There may also be technical fixes that can be applied in certain circumstances. There may be some improvements that we could make to Discourse in the way it handles things like IP addresses. However, on my reading of the GDPR and my understanding of Discourse, I’m personally yet to see a situation in which I can clearly say there is an issue requiring a technical solution. One may well arise, or be pointed out, and we can address it then.

It’s important to keep this in perspective. Like running any business or organisation, being a forum provider can potentially involve a whole host of legal obligations that extend far beyond the GDPR. Most of which you have probably never considered before. I bet if I looked closely at any of your forums I could find a number of potential legal issues (note: for various administrative reasons, I’m not currently in a position to provide this as a formal service, and I am not actually reviewing any of your forums for legal vulnerabilities). I’ve pointed out a few regarding the default Terms and Conditions, but that’s just scratching the surface.

I don’t say this to scare you, rather to point out that in your normal course of business you swim above an in-depth consideration of your strict legal obligations (which is normally just fine). On the whole it’s a good thing that the GDPR has made people think seriously about privacy. There are some good things to be said about the suite of rights the EC has devised to handle privacy in the internet age. However, for most people, trying to engage with the GDPR at the level of the EC directive itself is risky as there are bound to be various ways in which you can misinterpret both what your obligations are and their scope.


I am pretty sure that users could make a request in writing that they want their data deleted. I don’t think there is a need to add buttons or tick boxes for this but we had to deal with the request which could be made via Message or email.

Another thing is that a user might want some of the posts deleted as they might contain personal information that might have seemed a good idea to post at the moment and then regret after.

I tried to delete a post (without having to delete the whole account) and the post remains in the database.
I think this should be addressed and administrators should have the option to really delete a post.

1 Like

Yes I also think that should be enough — if you mean content data, like posts and stuff. For personal data, personally I think it makes sense & is simpler for the staff, to let people delete their own personal data via a button, I mean, anonymizing their own account.

Maybe it’d be good to make a distinction between data and data, and write “their content” (CC-By licensed) and “their personal data” instead, … otherwise when someone writes just “data” I’m never 100% certain what they mean :- ) (Content?
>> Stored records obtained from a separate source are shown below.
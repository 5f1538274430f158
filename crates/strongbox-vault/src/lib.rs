// SPDX-FileCopyrightText: 2026 Strongbox Contributors
// SPDX-License-Identifier: MIT OR Apache-2.0

//! Authentication and credential encryption for the Strongbox vault.
//!
//! - [`KeyStore`] loads or creates the installation's root key once.
//! - [`crypto`] seals and opens AES-256-GCM envelopes.
//! - [`AuthService`] registers users and runs the login lockout state machine,
//!   producing a [`strongbox_core::Session`] that carries the user's data key.
//! - [`SecretStore`] performs session-scoped CRUD over encrypted entries.

pub mod auth;
pub mod crypto;
pub mod kdf;
pub mod keystore;
pub mod migration;
pub mod prompt;
pub mod secrets;

pub use auth::AuthService;
pub use crypto::{Envelope, Opened};
pub use keystore::{KeyStore, RootKey};
pub use migration::MigrationReport;
pub use prompt::{get_master_password, get_new_master_password};
pub use secrets::{RevealedSecret, SecretStore, mask_secret};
Or personal data?)

a user might want some of the posts deleted as they might contain personal information

Yes, and … it needn’t even be the user him/herself who posted that personal info. Maybe a member contacts staff, because another member posted someone’s personal data. Maybe the user who contacts the staff, to have [personal data in some post] deleted, is not even be a member of the forum.

I tried to delete a post (without having to delete the whole account) and the post remains in the database.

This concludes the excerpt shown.